Describing the new two-door as more than just a one-off show car, Stefan Reil, head of development at Audi’s Quattro Gmbh division, confirmed plans for a limited production run were fairly advanced. “We are rethinking standard processes to make it possible,” he said. “We know how to engineer it already.”
Although ItalDesign has no existing assembly operations, the Italian design house has a background in low-volume production, as it was responsible for the assembly of the BMW M1. It is also used regularly by Audi’s parent company, Volkswagen, to construct various concept cars, including the still-born Nardo supercar and Tarek off-roader.
Conceived to embody the rally-bred spirit and technological flair of Audi’s iconic Sport Quattro launched in 1984, the modern-day version is clothed in a uniquely styled aluminium and carbonfibre body. This sits on a modified steel floorpan and four-wheel drive underpinnings from the RS5.
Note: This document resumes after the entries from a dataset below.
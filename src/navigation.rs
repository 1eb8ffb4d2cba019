//! Screen navigation requests.
//!
//! Screens never navigate themselves; they return a `Route` and whatever
//! hosts them (the binary here) acts on it.

use crate::models::SessionToken;

#[derive(Debug, Clone, PartialEq, Eq)]
pub enum Route {
    Graph { token: SessionToken },
    Registration,
}
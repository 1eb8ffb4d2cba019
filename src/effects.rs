//! Dependency-keyed effect scheduling.
//!
//! An effect is (re)started only when its dependency tuple changes. Starting
//! a new run aborts the previous one and bumps a generation counter, so a
//! late result from an older run can always be told apart from the current
//! one.

use std::future::Future;

use tokio::task::JoinHandle;
use tracing::trace;

// ---

#[derive(Debug)]
pub struct EffectScheduler<K> {
    // ---
    deps: Option<K>,
    generation: u64,
    in_flight: Option<JoinHandle<()>>,
}

impl<K> Default for EffectScheduler<K> {
    fn default() -> Self {
        Self {
            deps: None,
            generation: 0,
            in_flight: None,
        }
    }
}

impl<K: PartialEq> EffectScheduler<K> {
    // ---
    pub fn new() -> Self {
        Self::default()
    }

    /// Generation of the most recently started run (0 before the first).
    pub fn generation(&self) -> u64 {
        self.generation
    }

    /// Spawn `effect` if `deps` differs from the last run's dependencies.
    ///
    /// Returns the generation handed to the new run, or `None` when the
    /// dependencies are unchanged and nothing was started. Must be called
    /// from within a tokio runtime.
    pub fn run_if_changed<F, Fut>(&mut self, deps: K, effect: F) -> Option<u64>
    where
        F: FnOnce(u64) -> Fut,
        Fut: Future<Output = ()> + Send + 'static,
    {
        // ---
        if self.deps.as_ref() == Some(&deps) {
            return None;
        }

        self.cancel();
        self.generation += 1;
        self.deps = Some(deps);

        let generation = self.generation;
        trace!("Starting effect generation {}", generation);
        self.in_flight = Some(tokio::spawn(effect(generation)));
        Some(generation)
    }

    /// Abort the in-flight run, if any. Dependencies are kept.
    pub fn cancel(&mut self) {
        // ---
        if let Some(handle) = self.in_flight.take() {
            if !handle.is_finished() {
                trace!("Aborting effect generation {}", self.generation);
            }
            handle.abort();
        }
    }
}

impl<K> Drop for EffectScheduler<K> {
    fn drop(&mut self) {
        if let Some(handle) = self.in_flight.take() {
            handle.abort();
        }
    }
}
//! Login screen: credential form, error message and the login flow.

use tracing::info;

use crate::error::AuthError;
use crate::models::{Credentials, SessionToken};
use crate::navigation::Route;
use crate::session::SessionClient;

// ---

#[derive(Debug, Clone, Default, PartialEq, Eq)]
pub struct LoginState {
    // ---
    pub credentials: Credentials,
    /// Last user-visible login error, if any.
    pub error_message: Option<String>,
}

#[derive(Debug)]
pub enum LoginEvent {
    UsernameChanged(String),
    PasswordChanged(String),
    LoginFinished(Result<SessionToken, AuthError>),
    /// The screen is being left for another route.
    NavigatedAway,
}

/// Pure state transition for the login form.
pub fn reduce(mut state: LoginState, event: LoginEvent) -> LoginState {
    // ---
    match event {
        LoginEvent::UsernameChanged(username) => state.credentials.username = username,
        LoginEvent::PasswordChanged(password) => state.credentials.password = password,
        LoginEvent::LoginFinished(Ok(_)) => {
            // Leaving the screen: the typed credentials go away with it.
            state.credentials = Credentials::default();
            state.error_message = None;
        }
        LoginEvent::LoginFinished(Err(err)) => state.error_message = Some(err.to_string()),
        LoginEvent::NavigatedAway => {
            state.credentials = Credentials::default();
            state.error_message = None;
        }
    }
    state
}

pub struct LoginScreen {
    // ---
    client: SessionClient,
    state: LoginState,
}

impl LoginScreen {
    // ---
    pub fn new(client: SessionClient) -> Self {
        Self {
            client,
            state: LoginState::default(),
        }
    }

    pub fn state(&self) -> &LoginState {
        &self.state
    }

    pub fn dispatch(&mut self, event: LoginEvent) {
        self.state = reduce(std::mem::take(&mut self.state), event);
    }

    pub fn set_username(&mut self, username: impl Into<String>) {
        self.dispatch(LoginEvent::UsernameChanged(username.into()));
    }

    pub fn set_password(&mut self, password: impl Into<String>) {
        self.dispatch(LoginEvent::PasswordChanged(password.into()));
    }

    /// Submit the form.
    ///
    /// On success returns the graph route carrying the token. On failure the
    /// message lands in `state().error_message` and `None` is returned.
    pub async fn submit(&mut self) -> Option<Route> {
        // ---
        let Credentials { username, password } = &self.state.credentials;
        let result = self.client.authenticate(username, password).await;

        let route = match &result {
            Ok(token) => Some(Route::Graph {
                token: token.clone(),
            }),
            Err(_) => None,
        };

        self.dispatch(LoginEvent::LoginFinished(result));
        route
    }

    /// Leave for the registration screen. Typed credentials are discarded.
    pub fn go_to_registration(&mut self) -> Route {
        info!("Navigating to registration");
        self.dispatch(LoginEvent::NavigatedAway);
        Route::Registration
    }
}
The combination is claimed to provide it with an impressively low 1300kg kerb weight, roughly the same as that of the original Sport Quattro used to homologate Audi’s storming Group B rally cars. Outlining plans for the Quattro’s possible production, Reil said, “We need feedback to see if it is possible. Audi has no heritage in building 200-500 cars that are really exotic. But it won’t be over €100,000 [£86,000].”
Hinting about a technical tie-up with sister firm Lamborghini, whose expertise in carbonfibre is set to play a big role in the Quattro’s lightweight body, Reil told Autocar, “This car and Lamborghini are in the same exotic corner.”
While Audi remains tight-lipped on the Quattro’s longitudinally mounted, turbocharged 2.5-litre five-cylinder engine, Reil suggests it will be tuned beyond the level used in the TT RS. “A really good turbocharged petrol engine has around 140bhp [per litre]. We’re a little under that now. But with a larger turbocharger something around 350bhp is possible.”
The use of a five-pot engine harks back to the Sport Quattro that took on rivals from Peugeot and Lancia at the height of the Group B era. It featured a 2.1-litre turbo in-line five that developed 306bhp in road trim and up to 444bhp in competition guise.